21 And Jesus asked his father, “How long has this been happening to him?” And he said, “From childhood. 22 And it has often cast him into fire and into water, to destroy him. But if you can do anything, have compassion on us and help us.”  23 And Jesus said to him, “‘If you can’! All things are possible for one who believes.” 24 Immediately the father of the child cried out and said, “I believe; help my unbelief!”

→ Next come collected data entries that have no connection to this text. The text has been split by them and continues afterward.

//! Inventory business logic - Handles the items stored in a fridge.
//!
//! Every operation that changes an item's quantity runs in a database transaction
//! together with `core::alert::refresh_alerts_for_item`, so pending alerts never
//! describe a quantity that no longer exists. Quantities never go negative; an item
//! at zero stays in the table as an inactive record.

use crate::{
    config::settings::AlertConfig,
    core::{
        alert::refresh_alerts_for_item,
        feasibility::InventoryEntry,
        fridge::require_fridge,
        product::{get_product_by_id, get_products_by_ids},
        shelf_life::{estimate_shelf_life_days, expiry_after},
    },
    entities::{InventoryItem, inventory_item, inventory_item::ItemSource},
    errors::{Error, Result},
};
use chrono::NaiveDate;
use sea_orm::{QueryOrder, Set, TransactionTrait, prelude::*};
use tracing::debug;

/// Fields needed to put a product in a fridge.
#[derive(Debug, Clone, PartialEq)]
pub struct NewItem {
    /// Target fridge
    pub fridge_id: i64,
    /// Catalog product
    pub product_id: i64,
    /// Quantity, must be finite and positive
    pub quantity: f64,
    /// Unit of `quantity`
    pub unit: String,
    /// Best-before date; today plus the product's shelf life when `None`
    pub expiry_date: Option<NaiveDate>,
    /// How the item entered the fridge
    pub source: ItemSource,
}

impl NewItem {
    /// A manually entered item without an explicit expiry date.
    #[must_use]
    pub fn new(fridge_id: i64, product_id: i64, quantity: f64, unit: &str) -> Self {
        Self {
            fridge_id,
            product_id,
            quantity,
            unit: unit.to_string(),
            expiry_date: None,
            source: ItemSource::Manual,
        }
    }
}

fn validate_positive(quantity: f64) -> Result<()> {
    if quantity <= 0.0 || !quantity.is_finite() {
        return Err(Error::InvalidQuantity { quantity });
    }
    Ok(())
}

/// Adds an item to a fridge.
///
/// When no expiry date is given it defaults to `today` plus the product's shelf
/// life (estimated from its name and category when the catalog has none). A shelf
/// life that lands outside the calendar leaves the expiry unknown.
///
/// # Errors
/// Returns an error if:
/// - The quantity is not finite or not positive
/// - The fridge or product does not exist
/// - The database insert operation fails
pub async fn add_item(
    db: &DatabaseConnection,
    new_item: NewItem,
    today: NaiveDate,
) -> Result<inventory_item::Model> {
    validate_positive(new_item.quantity)?;
    require_fridge(db, new_item.fridge_id).await?;
    insert_item(db, new_item, today).await
}

async fn insert_item<C>(db: &C, new_item: NewItem, today: NaiveDate) -> Result<inventory_item::Model>
where
    C: ConnectionTrait,
{
    let product = get_product_by_id(db, new_item.product_id)
        .await?
        .ok_or_else(|| Error::ProductNotFound {
            name: new_item.product_id.to_string(),
        })?;

    let expiry_date = new_item.expiry_date.or_else(|| {
        let days = product
            .shelf_life_days
            .unwrap_or_else(|| estimate_shelf_life_days(&product.name, &product.category));
        expiry_after(today, days)
    });
    let unit = if new_item.unit.trim().is_empty() {
        product.default_unit.clone()
    } else {
        new_item.unit.trim().to_string()
    };
    let now = chrono::Utc::now();

    let item = inventory_item::ActiveModel {
        fridge_id: Set(new_item.fridge_id),
        product_id: Set(new_item.product_id),
        quantity: Set(new_item.quantity),
        initial_quantity: Set(new_item.quantity),
        unit: Set(unit),
        expiry_date: Set(expiry_date),
        opened_at: Set(None),
        last_seen_at: Set(now),
        source: Set(new_item.source),
        created_at: Set(now),
        updated_at: Set(now),
        ..Default::default()
    };
    let item = item.insert(db).await?;
    debug!(item_id = item.id, product_id = item.product_id, quantity = item.quantity, "Added inventory item");
    Ok(item)
}

/// Retrieves an inventory item by ID.
pub async fn get_item_by_id<C>(db: &C, item_id: i64) -> Result<Option<inventory_item::Model>>
where
    C: ConnectionTrait,
{
    InventoryItem::find_by_id(item_id)
        .one(db)
        .await
        .map_err(Into::into)
}

async fn require_item<C>(db: &C, item_id: i64) -> Result<inventory_item::Model>
where
    C: ConnectionTrait,
{
    get_item_by_id(db, item_id)
        .await?
        .ok_or(Error::InventoryItemNotFound { id: item_id })
}

/// Retrieves the items of a fridge that still have something left.
pub async fn get_active_inventory<C>(db: &C, fridge_id: i64) -> Result<Vec<inventory_item::Model>>
where
    C: ConnectionTrait,
{
    InventoryItem::find()
        .filter(inventory_item::Column::FridgeId.eq(fridge_id))
        .filter(inventory_item::Column::Quantity.gt(0.0))
        .order_by_asc(inventory_item::Column::Id)
        .all(db)
        .await
        .map_err(Into::into)
}

/// Active inventory joined with product names, as consumed by the feasibility engine.
///
/// An item whose product row is gone keeps an empty name; it can then only be
/// matched by id.
pub async fn get_inventory_snapshot<C>(db: &C, fridge_id: i64) -> Result<Vec<InventoryEntry>>
where
    C: ConnectionTrait,
{
    let items = get_active_inventory(db, fridge_id).await?;
    let product_ids: Vec<i64> = items.iter().map(|item| item.product_id).collect();
    let products = get_products_by_ids(db, &product_ids).await?;

    Ok(items
        .into_iter()
        .map(|item| InventoryEntry {
            product_id: item.product_id,
            product_name: products
                .get(&item.product_id)
                .map(|p| p.name.clone())
                .unwrap_or_default(),
            quantity: item.quantity,
            unit: item.unit,
            expiry_date: item.expiry_date,
            last_seen_at: item.last_seen_at,
        })
        .collect())
}

/// Writes a new quantity and refreshes the item's alerts on the same connection.
async fn apply_quantity<C>(
    db: &C,
    item: inventory_item::Model,
    new_quantity: f64,
    restocked: bool,
    today: NaiveDate,
    alerts: &AlertConfig,
) -> Result<inventory_item::Model>
where
    C: ConnectionTrait,
{
    let old_quantity = item.quantity;
    let now = chrono::Utc::now();

    let mut active: inventory_item::ActiveModel = item.into();
    active.quantity = Set(new_quantity);
    active.updated_at = Set(now);
    if restocked {
        active.initial_quantity = Set(new_quantity);
        active.last_seen_at = Set(now);
    }
    let updated = active.update(db).await?;

    refresh_alerts_for_item(
        db,
        &updated,
        old_quantity,
        new_quantity,
        today,
        alerts.expiry_warning_days,
    )
    .await?;
    Ok(updated)
}

/// Sets an item's quantity. Zero is allowed and retires the item's alerts.
///
/// # Errors
/// Returns an error if the quantity is negative or not finite, or the item does not exist.
pub async fn set_quantity(
    db: &DatabaseConnection,
    item_id: i64,
    new_quantity: f64,
    today: NaiveDate,
    alerts: &AlertConfig,
) -> Result<inventory_item::Model> {
    if new_quantity < 0.0 || !new_quantity.is_finite() {
        return Err(Error::InvalidQuantity {
            quantity: new_quantity,
        });
    }

    let txn = db.begin().await?;
    let item = require_item(&txn, item_id).await?;
    let updated = apply_quantity(&txn, item, new_quantity, false, today, alerts).await?;
    txn.commit().await?;
    Ok(updated)
}

/// Takes `amount` out of an item. The quantity stops at zero.
///
/// # Errors
/// Returns an error if the amount is not finite or not positive, or the item does not exist.
pub async fn consume(
    db: &DatabaseConnection,
    item_id: i64,
    amount: f64,
    today: NaiveDate,
    alerts: &AlertConfig,
) -> Result<inventory_item::Model> {
    validate_positive(amount)?;

    let txn = db.begin().await?;
    let item = require_item(&txn, item_id).await?;
    let new_quantity = (item.quantity - amount).max(0.0);
    let updated = apply_quantity(&txn, item, new_quantity, false, today, alerts).await?;
    txn.commit().await?;
    Ok(updated)
}

/// Adds `amount` to an item and marks it as just seen.
///
/// # Errors
/// Returns an error if the amount is not finite or not positive, or the item does not exist.
pub async fn restock(
    db: &DatabaseConnection,
    item_id: i64,
    amount: f64,
    today: NaiveDate,
    alerts: &AlertConfig,
) -> Result<inventory_item::Model> {
    validate_positive(amount)?;

    let txn = db.begin().await?;
    let item = require_item(&txn, item_id).await?;
    let new_quantity = item.quantity + amount;
    let updated = apply_quantity(&txn, item, new_quantity, true, today, alerts).await?;
    txn.commit().await?;
    Ok(updated)
}

/// Records when an item was opened.
pub async fn mark_opened(
    db: &DatabaseConnection,
    item_id: i64,
    opened_on: NaiveDate,
) -> Result<inventory_item::Model> {
    let mut item: inventory_item::ActiveModel = require_item(db, item_id).await?.into();
    item.opened_at = Set(Some(opened_on));
    item.updated_at = Set(chrono::Utc::now());
    item.update(db).await.map_err(Into::into)
}

/// Adds `new_item` to an existing active item of the same product, or creates one.
///
/// When merging, the existing expiry date is kept unless it was unknown. Returns
/// the item and whether it was newly created.
///
/// # Errors
/// Returns an error if the quantity is not finite or not positive, the fridge or
/// product does not exist, or a database operation fails.
pub async fn restock_or_add(
    db: &DatabaseConnection,
    new_item: NewItem,
    today: NaiveDate,
    alerts: &AlertConfig,
) -> Result<(inventory_item::Model, bool)> {
    validate_positive(new_item.quantity)?;
    require_fridge(db, new_item.fridge_id).await?;

    let txn = db.begin().await?;
    let existing = InventoryItem::find()
        .filter(inventory_item::Column::FridgeId.eq(new_item.fridge_id))
        .filter(inventory_item::Column::ProductId.eq(new_item.product_id))
        .filter(inventory_item::Column::Quantity.gt(0.0))
        .order_by_asc(inventory_item::Column::Id)
        .one(&txn)
        .await?;

    let result = match existing {
        Some(item) => {
            let new_quantity = item.quantity + new_item.quantity;
            // Fill an unknown expiry before the alert refresh reads the row.
            let item = if item.expiry_date.is_none() && new_item.expiry_date.is_some() {
                let mut active: inventory_item::ActiveModel = item.into();
                active.expiry_date = Set(new_item.expiry_date);
                active.update(&txn).await?
            } else {
                item
            };
            let updated = apply_quantity(&txn, item, new_quantity, true, today, alerts).await?;
            debug!(item_id = updated.id, quantity = updated.quantity, "Merged into existing item");
            (updated, false)
        }
        None => (insert_item(&txn, new_item, today).await?, true),
    };

    txn.commit().await?;
    Ok(result)
}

There it is: “I believe; help my unbelief!” I think that, in essence, is the cry of Abraham in Genesis 15. I believe in you, God, but I am struggling to truly trust in your promise. How are you going to do it, God? How? God first responds by reiterating the promise. He does so in a powerful way:

And he brought him outside and said, “Look toward heaven, and number the stars, if you are able to number them.” Then he said to him, “So shall your offspring be.” And he believed the Lord, and he counted it to him as righteousness. And he said to him, “I am the Lord who brought you out from Ur of the Chaldeans to give you this land to possess.” But he said, “O Lord God, how am I to know that I shall possess it?

Before we consider Abraham’s wonderful response in verse 6, let us note that God does not scold Abraham for his questions and his struggles. Neither, by the way, did Jesus scold the struggling father in Mark 9. Instead, God points Abraham to the stars and says, “Look! So shall your offspring be!”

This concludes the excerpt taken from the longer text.